You can extract individual logs with the following command:

 kubectl -n my-opthub logs {pod}

However by default Kubernetes keeps only the last 10 MB of logs for every container, which means that in a cluster under load the important diagnostic information can be quickly overwritten by subsequent logs.

You should configure log aggregation from all Optimizer Hub components, so that logs are moved to some persistent storage and then extracted when some issue needs to be analyzed. You can use any log aggregation One suggested way is to use Loki. You can query the Loki logs using the logcli tool.

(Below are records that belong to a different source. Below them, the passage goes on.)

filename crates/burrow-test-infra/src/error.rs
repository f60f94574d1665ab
use std::result::Result as StdResult;
use thiserror::Error;

/// Errors that can occur when working with test infrastructure containers.
#[derive(Debug, Error)]
pub enum TestInfraError {
    #[error("Container error: {0}")]
    Container(#[from] testcontainers::TestcontainersError),
}

/// A type alias for `Result` with `TestInfraError`.
pub type Result<T> = StdResult<T, TestInfraError>;
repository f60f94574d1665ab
use crate::Result;
use testcontainers::core::{IntoContainerPort, WaitFor};
use testcontainers::runners::AsyncRunner;
use testcontainers::ImageExt;
use testcontainers::{ContainerAsync, GenericImage};
use typed_builder::TypedBuilder;

const POSTGRES_PORT: u16 = 5432;

#[derive(TypedBuilder)]
pub struct PostgresConfig {
    #[builder(default = "16-alpine".to_string())]
    tag: String,
    #[builder(default = "burrow".to_string())]
    database: String,
    #[builder(default = "burrow".to_string())]
    username: String,
    #[builder(default = "burrow".to_string())]
    password: String,
}

/// Test fixture for a disposable PostgreSQL server.
pub struct PostgresServer {
    container: ContainerAsync<GenericImage>,
    config: PostgresConfig,
}

impl PostgresServer {
    /// Starts a PostgreSQL container suitable for integration tests.
    pub async fn new(config: PostgresConfig) -> Result<Self> {
        // The entrypoint restarts the server once after init; the message
        // is printed on both starts, callers retry their first connection.
        let container = GenericImage::new("postgres", config.tag.as_str())
            .with_exposed_port(POSTGRES_PORT.tcp())
            .with_wait_for(WaitFor::message_on_stderr(
                "database system is ready to accept connections",
            ))
            .with_env_var("POSTGRES_DB", config.database.as_str())
            .with_env_var("POSTGRES_USER", config.username.as_str())
            .with_env_var("POSTGRES_PASSWORD", config.password.as_str())
            .start()
            .await?;

        Ok(Self { container, config })
    }

    pub async fn host(&self) -> Result<String> {
        Ok(self.container.get_host().await?.to_string())
    }

    pub async fn port(&self) -> Result<u16> {
        Ok(self.container.get_host_port_ipv4(POSTGRES_PORT).await?)
    }

    pub async fn database_url(&self) -> Result<String> {
        let host = self.host().await?;
        let port = self.port().await?;
        Ok(format!(
            "postgres://{}:{}@{}:{}/{}",
            self.config.username, self.config.password, host, port, self.config.database
        ))
    }

    /// Returns the underlying container reference.
    pub fn container(&self) -> &ContainerAsync<GenericImage> {
        &self.container
    }
}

Here are some common commands you can run to retrieve logs:

Find out host and port where Loki is listening
```
 export LOKI_ADDR=http://{ip-adress}:{port}
```

Get logs of all pods in the selected namespace

 logcli query --since 24h --forward --limit=10000 '{namespace="zvm-dev-3606"}'

Get logs of a single application in the selected namespace

 logcli query --since 24h --forward --limit=10000 '{namespace="zvm-dev-3606" app="compile-broker"}'

Get logs of a single pod in the selected namespace

 logcli query --since 24h --forward --limit=10000 '{namespace="zvm-dev-3606",pod="compile-broker-5fd956f44f-d5hb2"}'

Extracting Compilation Artifacts

Optimizer Hub uploads compiler engine logs to the blob storage. By default, only logs from failed compilations are uploaded.

You can retrieve the logs from your blob storage, which uses the directory structure <compilationId>/<artifactName>. The <compilationId> starts with the VM-Id which you can find in connected-compiler-%p.log:

 # Log command-line option
-Xlog:concomp=info:file=connected-compiler-%p.log::filesize=500M:filecount=20

# Example:
[0.647s][info ][concomp] [ConnectedCompiler] received new VM-Id: 4f762530-8389-4ae9-b64a-69b1adacccf2

Note About `gw-proxy` Metrics

The gw-proxy component in Optimizer Hub uses, by default, /stats/prometheus as target HTTP endpoint to provide metrics. Most other Optimizer Hub components use /q/metrics. If you make manual changes in the configuration of the metrics for individual Kubernetes Deployments in the Optimizer Hub installation, make sure that you don’t use the /q/metrics for the gw-proxy deployment. Doing so would lead to confusion when metrics are processed.